Die Daten aus dem Verkehrsministerium machen auch klar, dass der Verkehrssektor vom Umsteuern noch weit entfernt ist. Denn die Emissionen sind im Verkehr von 2009 bis 2019 um etwa zwölf Millionen auf 165,5 Millionen Tonnen pro Jahr gestiegen. Dabei nahm der Anteil des Straßenverkehrs an den gesamten Verkehrsemissionen bis 2018 auf 96 Prozent sogar leicht zu. Die anhaltend hohen Emissionen im Verkehr tragen maßgeblich dazu bei, dass Deutschland seine Vorgaben aus dem Klimaabkommen von Paris verfehlt.

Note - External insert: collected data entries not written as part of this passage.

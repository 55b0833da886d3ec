use anyhow::Result;
use clap::{Parser, Subcommand};

use ggwp_scraper::api;
use ggwp_scraper::config::ScraperConfig;
use ggwp_scraper::pipeline::scrape_site;

#[derive(Parser)]
#[command(name = "ggwp-scraper")]
#[command(about = "Sports-odds page scraper with a trigger API")]
struct Cli {
    #[command(subcommand)]
    command: Option<Commands>,
}

#[derive(Subcommand)]
enum Commands {
    /// Start the trigger API server
    Serve {
        #[arg(short, long, default_value = "3000")]
        port: u16,
    },
    /// Run one scrape and write the document to the output path
    Scrape {
        /// Override the configured output path; "-" prints to stdout
        #[arg(short, long)]
        out: Option<String>,
    },
}

#[tokio::main]
async fn main() -> Result<()> {
    tracing_subscriber::fmt::init();
    dotenv::dotenv().ok();

    let cli = Cli::parse();
    let cfg = ScraperConfig::from_env();

    match cli.command {
        Some(Commands::Serve { port }) => {
            tracing::info!("starting scraper API server on port {}", port);
            api::serve(port, cfg).await?;
        }
        Some(Commands::Scrape { out }) => {
            let feed = scrape_site(&cfg).await?;
            let target = out.unwrap_or_else(|| cfg.output_path.clone());
            if target == "-" {
                println!("{}", serde_json::to_string_pretty(&feed)?);
            } else {
                api::persist(&target, &feed).await?;
                tracing::info!("wrote {} matches to {}", feed.matches.len(), target);
            }
        }
        None => {
            tracing::info!("starting scraper API server on port 3000");
            api::serve(3000, cfg).await?;
        }
    }

    Ok(())
}
use thiserror::Error;

/// Hard failures that abort a scrape atomically. Parse misses and malformed
/// cards are not errors — they default fields downstream. Only the session
/// boundary (driver transport, login, navigation) reaches this enum.
#[derive(Debug, Error)]
pub enum ScrapeError {
    #[error("login failed: {0}")]
    Login(String),

    #[error("navigation failed: {0}")]
    Navigation(String),

    #[error("webdriver transport error: {0}")]
    Driver(#[from] reqwest::Error),

    #[error("webdriver protocol error: {0}")]
    Protocol(String),

    #[error("snapshot decode failed: {0}")]
    Snapshot(#[from] serde_json::Error),

    #[error("page never became ready: {0}")]
    NotReady(String),
}
//! Odds notation parser.
//!
//! The site renders every odds quote as a compact `<base><sign><gap>` token,
//! e.g. `1+75` or `=-30`, where `=` marks a level (pick'em) line. The sign
//! rule is asymmetric on purpose: the gap is always signed, but the total only
//! carries the sign when the base is the level marker. That matches the
//! upstream book's convention and must not be "fixed".

use std::sync::LazyLock;

use regex::Regex;

use crate::text::normalize;

static ODDS_RE: LazyLock<Regex> =
    LazyLock::new(|| Regex::new(r"^(=|\d+(?:\.\d+)?)([+-])(\d{1,3})$").expect("odds grammar"));

/// One parsed odds token.
#[derive(Debug, Clone, Copy, PartialEq)]
pub struct OddsValue {
    /// Numeric magnitude before the sign; 0 for the level marker.
    pub base: f64,
    /// +1 or -1, from the middle token.
    pub sign: i8,
    /// Gap digits divided by 100, always non-negative.
    pub fraction: f64,
    /// Signed total: `sign * fraction` for a level line, else `base + fraction`.
    pub value: f64,
    /// `sign * fraction`, regardless of the base.
    pub gap: f64,
}

/// Parse a raw odds token. Returns `None` on any grammar or numeric miss;
/// never panics. Leading zeros in the gap are decimal (`+05` is 0.05).
pub fn parse_odds(raw: &str) -> Option<OddsValue> {
    let s = normalize(raw);
    let caps = ODDS_RE.captures(&s)?;

    let sign: i8 = if &caps[2] == "-" { -1 } else { 1 };
    let fraction = caps[3].parse::<f64>().ok()? / 100.0;

    let (base, value) = if &caps[1] == "=" {
        (0.0, f64::from(sign) * fraction)
    } else {
        let base = caps[1].parse::<f64>().ok()?;
        (base, base + fraction)
    };
    if !base.is_finite() || !fraction.is_finite() {
        return None;
    }

    Some(OddsValue { base, sign, fraction, value, gap: f64::from(sign) * fraction })
}

/// True when the (normalized) text is a well-formed odds token. The card
/// classifier uses this to tell odds leaves from name/label text.
pub fn is_odds_token(raw: &str) -> bool {
    ODDS_RE.is_match(&normalize(raw))
}
//! Final document assembly.
//!
//! A single pure pass from deduplicated raw records to the output document:
//! normalize names, hash namespaced seeds into stable ids, parse the odds
//! tokens and the start stamp with defined fallbacks, then impose the total
//! (league name, raw start-time text) order so repeated scrapes of the same
//! page serialize identically regardless of DOM discovery order.

use chrono::{DateTime, SecondsFormat, Utc};

use crate::config::ScraperConfig;
use crate::ids::{league_seed, match_seed, stable_id, team_seed};
use crate::localtime::parse_start_time;
use crate::models::{LeagueEntry, MatchEntry, OddsFeed, RawMatchRecord, TeamEntry};
use crate::odds::parse_odds;
use crate::text::normalize;

/// League label used when the classifier found none.
pub const UNKNOWN_LEAGUE: &str = "Unknown";

pub fn assemble(
    mut records: Vec<RawMatchRecord>,
    cfg: &ScraperConfig,
    now: DateTime<Utc>,
) -> OddsFeed {
    for record in &mut records {
        let name = normalize(&record.league_name);
        record.league_name = if name.is_empty() { UNKNOWN_LEAGUE.to_string() } else { name };
    }

    // Ordinal string order on (league, raw stamp): total and reproducible.
    records.sort_by(|a, b| {
        (a.league_name.as_str(), a.start_time_text.as_str())
            .cmp(&(b.league_name.as_str(), b.start_time_text.as_str()))
    });

    let matches = records
        .iter()
        .enumerate()
        .map(|(index, record)| build_match(index, record, cfg, now))
        .collect();

    OddsFeed::new(now, matches)
}

fn build_match(
    index: usize,
    record: &RawMatchRecord,
    cfg: &ScraperConfig,
    now: DateTime<Utc>,
) -> MatchEntry {
    let league_id = stable_id(&league_seed(&record.league_name));
    let league = LeagueEntry {
        id: league_id,
        league_id,
        name: record.league_name.clone(),
    };

    let home_name = normalize(&record.home_name);
    let away_name = normalize(&record.away_name);
    let seq = index as u32;

    let home = TeamEntry {
        id: 2 * seq + 1,
        team_id: stable_id(&team_seed(league_id, &home_name)),
        name: home_name.clone(),
        eng_name: home_name,
        league: league.clone(),
    };
    let away = TeamEntry {
        id: 2 * seq + 2,
        team_id: stable_id(&team_seed(league_id, &away_name)),
        name: away_name.clone(),
        eng_name: away_name,
        league,
    };

    // Parse misses default to zero odds and a "now" start, never an error.
    let handicap = parse_odds(&record.handicap_text);
    let ou = parse_odds(&record.ou_text);
    let start = parse_start_time(&record.start_time_text, cfg.local_offset_minutes, now)
        .unwrap_or(now);
    let start_iso = start.to_rfc3339_opts(SecondsFormat::Secs, true);

    MatchEntry {
        id: seq + 1,
        match_id: stable_id(&match_seed(
            &record.league_name,
            &record.start_time_text,
            &home.name,
            &away.name,
            &record.handicap_text,
            &record.ou_text,
        )),
        home,
        away,
        odds: handicap.map_or(0.0, |o| o.value),
        price: handicap.map_or(0.0, |o| o.gap),
        goal_total: ou.map_or(0.0, |o| o.value),
        goal_total_price: ou.map_or(0.0, |o| o.gap),
        close_time: start_iso.clone(),
        start_time: start_iso,
        finished: record.status == cfg.markers.finished,
        calculating: false,
        hdp_finished: false,
        ou_finished: false,
        canceled: false,
        active: true,
        status: 0,
        single_bet: false,
        high_tax: false,
        auto_update: true,
    }
}
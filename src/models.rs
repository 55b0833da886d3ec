use chrono::{DateTime, SecondsFormat, Utc};
use serde::{Deserialize, Serialize};

// ── Raw extraction layer ─────────────────────────────────────────────────────

/// One card as lifted from a single DOM snapshot, all fields already
/// whitespace-normalized. Any field may be empty when the card was only
/// partially resolvable; assembly decides what to do with the gaps.
#[derive(Debug, Clone, PartialEq, Eq)]
pub struct RawMatchRecord {
    pub league_name: String,
    /// Raw stamp text, e.g. `"Start Time: 4/7 - 8:30 PM"`.
    pub start_time_text: String,
    /// Free status text preceding the time marker, possibly a finished marker.
    pub status: String,
    pub home_name: String,
    pub away_name: String,
    pub handicap_text: String,
    pub ou_text: String,
}

impl RawMatchRecord {
    /// Dedup key across scroll passes: two records are the same real-world
    /// entity only when every field matches verbatim.
    pub fn identity_key(&self) -> String {
        [
            self.league_name.as_str(),
            self.start_time_text.as_str(),
            self.status.as_str(),
            self.home_name.as_str(),
            self.away_name.as_str(),
            self.handicap_text.as_str(),
            self.ou_text.as_str(),
        ]
        .join("|")
    }
}

// ── Output document ──────────────────────────────────────────────────────────

#[derive(Debug, Clone, Serialize, Deserialize)]
#[serde(rename_all = "camelCase")]
pub struct LeagueEntry {
    pub id: u32,
    pub league_id: u32,
    pub name: String,
}

#[derive(Debug, Clone, Serialize, Deserialize)]
#[serde(rename_all = "camelCase")]
pub struct TeamEntry {
    /// Spectator-facing number, `2*index+1` home / `2*index+2` away in final
    /// sort order.
    pub id: u32,
    /// Stable hash identity of the team.
    pub team_id: u32,
    pub name: String,
    pub eng_name: String,
    pub league: LeagueEntry,
}

#[derive(Debug, Clone, Serialize, Deserialize)]
#[serde(rename_all = "camelCase")]
pub struct MatchEntry {
    /// 1-based sequence number in final sort order.
    pub id: u32,
    /// Stable hash over league + time + teams + raw odds tokens.
    pub match_id: u32,
    pub home: TeamEntry,
    pub away: TeamEntry,
    /// Handicap total (`value`); 0 when the token was absent or malformed.
    pub odds: f64,
    /// Handicap signed gap.
    pub price: f64,
    /// Over/under total.
    pub goal_total: f64,
    /// Over/under signed gap.
    pub goal_total_price: f64,
    /// ISO-8601 UTC instants.
    pub start_time: String,
    pub close_time: String,
    pub finished: bool,
    // Bookkeeping flags: fixed defaults, not computed by this pipeline.
    pub calculating: bool,
    pub hdp_finished: bool,
    pub ou_finished: bool,
    pub canceled: bool,
    pub active: bool,
    pub status: i32,
    pub single_bet: bool,
    pub high_tax: bool,
    pub auto_update: bool,
}

/// Top-level document. `completed` stays `false` at emission; finalization is
/// a later, external process. Only `id` and `date` vary between otherwise
/// identical runs.
#[derive(Debug, Clone, Serialize, Deserialize)]
#[serde(rename_all = "camelCase")]
pub struct OddsFeed {
    pub author: String,
    pub website: String,
    pub country: String,
    pub copyright: String,
    /// Generation instant, epoch milliseconds.
    pub id: i64,
    /// Generation instant, ISO-8601 UTC.
    pub date: String,
    pub completed: bool,
    pub matches: Vec<MatchEntry>,
}

impl OddsFeed {
    pub fn new(generated_at: DateTime<Utc>, matches: Vec<MatchEntry>) -> Self {
        Self {
            author: "GGWP API".to_string(),
            website: "https://ggwp-api.render.com".to_string(),
            country: "Thailand".to_string(),
            copyright: "GGWP".to_string(),
            id: generated_at.timestamp_millis(),
            date: generated_at.to_rfc3339_opts(SecondsFormat::Millis, true),
            completed: false,
            matches,
        }
    }
}

#[cfg(test)]
mod tests {
    use super::*;

    #[test]
    fn identity_key_separates_fields() {
        let a = RawMatchRecord {
            league_name: "EPL".into(),
            start_time_text: "Start Time: 4/7 - 8:30 PM".into(),
            status: String::new(),
            home_name: "Arsenal".into(),
            away_name: "Chelsea".into(),
            handicap_text: "1+75".into(),
            ou_text: "2-45".into(),
        };
        let mut b = a.clone();
        assert_eq!(a.identity_key(), b.identity_key());
        b.ou_text = "2-40".into();
        assert_ne!(a.identity_key(), b.identity_key());
    }

    #[test]
    fn feed_serializes_camel_case() {
        let feed = OddsFeed::new("2024-07-04T14:00:00Z".parse().unwrap(), vec![]);
        let json = serde_json::to_value(&feed).unwrap();
        assert_eq!(json["completed"], false);
        assert!(json.get("matches").is_some());
        assert_eq!(json["date"], "2024-07-04T14:00:00.000Z");
        assert_eq!(json["author"], "GGWP API");
    }
}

Dass es bei den Investitionen in die Bahn auch anders geht, macht ein internationaler Vergleich deutlich. Denn Deutschland rangiert im europäischen Vergleich nur im Mittelfeld. Nach Berechnungen des Verbands Allianz pro Schiene gab der Bund 2019 pro Kopf der Bevölkerung 76 Euro für das Schienennetz aus. Frankreich mit 42 Euro und Spanien mit 29 Euro investierten zwar noch weniger. Doch der Abstand zu den Spitzenreitern ist gewaltig. Auf den vorderen Plätzen liegen die Schweiz mit 404 Euro, gefolgt von Österreich mit 226 Euro. Selbst das chronisch klamme Italien steckt mit 93 Euro pro Kopf noch deutlich mehr ins Schienennetz als Deutschland.